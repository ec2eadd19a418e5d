//! Large-room footprint and perimeter helpers.

use dental_planner_core::{
    CellCoord, CellRect, CellRectSize, Edge, Rotation, TileRecord, VariantOffset, LARGE_ROOM_SIZE,
};

/// Square footprint of a large room anchored at `anchor`.
pub(crate) const fn room_footprint(anchor: CellCoord) -> CellRect {
    CellRect::from_origin_and_size(anchor, CellRectSize::new(LARGE_ROOM_SIZE, LARGE_ROOM_SIZE))
}

/// Anchor that centers a large room on `click`, clamped to keep the footprint
/// inside a grid of `grid_size` cells.
///
/// Returns `None` when the grid is smaller than a large room.
pub(crate) fn centered_anchor(click: CellCoord, grid_size: u32) -> Option<CellCoord> {
    let max_origin = grid_size.checked_sub(LARGE_ROOM_SIZE)?;
    let half = LARGE_ROOM_SIZE / 2;
    let clamp = |value: u32| value.saturating_sub(half).min(max_origin);
    Some(CellCoord::new(clamp(click.column()), clamp(click.row())))
}

/// Offset of `cell` from `anchor`.
pub(crate) const fn offset_from(anchor: CellCoord, cell: CellCoord) -> VariantOffset {
    VariantOffset::new(cell.column() - anchor.column(), cell.row() - anchor.row())
}

/// Reports whether a wall on `edge` of the member at `offset` lies on the
/// room's outer boundary.
pub(crate) const fn edge_on_perimeter(offset: VariantOffset, edge: Edge) -> bool {
    match edge {
        Edge::North => offset.row() == 0,
        Edge::East => offset.column() == LARGE_ROOM_SIZE - 1,
        Edge::South => offset.row() == LARGE_ROOM_SIZE - 1,
        Edge::West => offset.column() == 0,
    }
}

/// Reports whether a wall with the provided rotation may be attached to `tile`.
///
/// Cells outside large rooms accept any edge. Members without recorded
/// offsets use their position modulo the room size.
pub(crate) fn wall_fits(tile: &TileRecord, rotation: Rotation) -> bool {
    if !tile.room_type.is_large_room() {
        return true;
    }

    let offset = tile.variant().unwrap_or_else(|| {
        VariantOffset::new(tile.x % LARGE_ROOM_SIZE, tile.y % LARGE_ROOM_SIZE)
    });
    edge_on_perimeter(offset, rotation.edge())
}

#[cfg(test)]
mod tests {
    use super::*;
    use dental_planner_core::{RoomType, GRID_SIZE};

    #[test]
    fn centered_anchor_clamps_to_grid() {
        assert_eq!(
            centered_anchor(CellCoord::new(7, 7), GRID_SIZE),
            Some(CellCoord::new(5, 5))
        );
        assert_eq!(
            centered_anchor(CellCoord::new(0, 1), GRID_SIZE),
            Some(CellCoord::new(0, 0))
        );
        assert_eq!(
            centered_anchor(CellCoord::new(14, 13), GRID_SIZE),
            Some(CellCoord::new(10, 10))
        );
        assert_eq!(centered_anchor(CellCoord::new(1, 1), 4), None);
    }

    #[test]
    fn only_boundary_edges_are_on_perimeter() {
        for row in 0..LARGE_ROOM_SIZE {
            for column in 0..LARGE_ROOM_SIZE {
                let offset = VariantOffset::new(column, row);
                assert_eq!(edge_on_perimeter(offset, Edge::North), row == 0);
                assert_eq!(edge_on_perimeter(offset, Edge::East), column == 4);
                assert_eq!(edge_on_perimeter(offset, Edge::South), row == 4);
                assert_eq!(edge_on_perimeter(offset, Edge::West), column == 0);
            }
        }
    }

    #[test]
    fn walls_fit_anywhere_outside_large_rooms() {
        let mut tile = TileRecord::empty(CellCoord::new(7, 7));
        assert!(Rotation::ALL.into_iter().all(|rotation| wall_fits(&tile, rotation)));

        tile.room_type = RoomType::Office;
        assert!(Rotation::ALL.into_iter().all(|rotation| wall_fits(&tile, rotation)));

        tile.room_type = RoomType::WaitingRoom;
        tile.set_variant(Some(VariantOffset::new(2, 2)));
        assert!(!Rotation::ALL.into_iter().any(|rotation| wall_fits(&tile, rotation)));
    }
}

· · · ·

Your answer must consist of every line above, transcribed verbatim.

YOUR RESPONSE:
repository ec2eadd19a418e5d
//! Large-room footprint and perimeter helpers.

use dental_planner_core::{
    CellCoord, CellRect, CellRectSize, Edge, Rotation, TileRecord, VariantOffset, LARGE_ROOM_SIZE,
};

/// Square footprint of a large room anchored at `anchor`.
pub(crate) const fn room_footprint(anchor: CellCoord) -> CellRect {
    CellRect::from_origin_and_size(anchor, CellRectSize::new(LARGE_ROOM_SIZE, LARGE_ROOM_SIZE))
}

/// Anchor that centers a large room on `click`, clamped to keep the footprint
/// inside a grid of `grid_size` cells.
///
/// Returns `None` when the grid is smaller than a large room.
pub(crate) fn centered_anchor(click: CellCoord, grid_size: u32) -> Option<CellCoord> {
    let max_origin = grid_size.checked_sub(LARGE_ROOM_SIZE)?;
    let half = LARGE_ROOM_SIZE / 2;
    let clamp = |value: u32| value.saturating_sub(half).min(max_origin);
    Some(CellCoord::new(clamp(click.column()), clamp(click.row())))
}

/// Offset of `cell` from `anchor`.
pub(crate) const fn offset_from(anchor: CellCoord, cell: CellCoord) -> VariantOffset {
    VariantOffset::new(cell.column() - anchor.column(), cell.row() - anchor.row())
}

/// Reports whether a wall on `edge` of the member at `offset` lies on the
/// room's outer boundary.
pub(crate) const fn edge_on_perimeter(offset: VariantOffset, edge: Edge) -> bool {
    match edge {
        Edge::North => offset.row() == 0,
        Edge::East => offset.column() == LARGE_ROOM_SIZE - 1,
        Edge::South => offset.row() == LARGE_ROOM_SIZE - 1,
        Edge::West => offset.column() == 0,
    }
}

/// Reports whether a wall with the provided rotation may be attached to `tile`.
///
/// Cells outside large rooms accept any edge. Members without recorded
/// offsets use their position modulo the room size.
pub(crate) fn wall_fits(tile: &TileRecord, rotation: Rotation) -> bool {
    if !tile.room_type.is_large_room() {
        return true;
    }

    let offset = tile.variant().unwrap_or_else(|| {
        VariantOffset::new(tile.x % LARGE_ROOM_SIZE, tile.y % LARGE_ROOM_SIZE)
    });
    edge_on_perimeter(offset, rotation.edge())
}

#[cfg(test)]
mod tests {
    use super::*;
    use dental_planner_core::{RoomType, GRID_SIZE};

    #[test]
    fn centered_anchor_clamps_to_grid() {
        assert_eq!(
            centered_anchor(CellCoord::new(7, 7), GRID_SIZE),
            Some(CellCoord::new(5, 5))
        );
        assert_eq!(
            centered_anchor(CellCoord::new(0, 1), GRID_SIZE),
            Some(CellCoord::new(0, 0))
        );
        assert_eq!(
            centered_anchor(CellCoord::new(14, 13), GRID_SIZE),
            Some(CellCoord::new(10, 10))
        );
        assert_eq!(centered_anchor(CellCoord::new(1, 1), 4), None);
    }

    #[test]
    fn only_boundary_edges_are_on_perimeter() {
        for row in 0..LARGE_ROOM_SIZE {
            for column in 0..LARGE_ROOM_SIZE {
                let offset = VariantOffset::new(column, row);
                assert_eq!(edge_on_perimeter(offset, Edge::North), row == 0);
                assert_eq!(edge_on_perimeter(offset, Edge::East), column == 4);
                assert_eq!(edge_on_perimeter(offset, Edge::South), row == 4);
                assert_eq!(edge_on_perimeter(offset, Edge::West), column == 0);
            }
        }
    }

    #[test]
    fn walls_fit_anywhere_outside_large_rooms() {
        let mut tile = TileRecord::empty(CellCoord::new(7, 7));
        assert!(Rotation::ALL.into_iter().all(|rotation| wall_fits(&tile, rotation)));

        tile.room_type = RoomType::Office;
        assert!(Rotation::ALL.into_iter().all(|rotation| wall_fits(&tile, rotation)));

        tile.room_type = RoomType::WaitingRoom;
        tile.set_variant(Some(VariantOffset::new(2, 2)));
        assert!(!Rotation::ALL.into_iter().any(|rotation| wall_fits(&tile, rotation)));
    }
}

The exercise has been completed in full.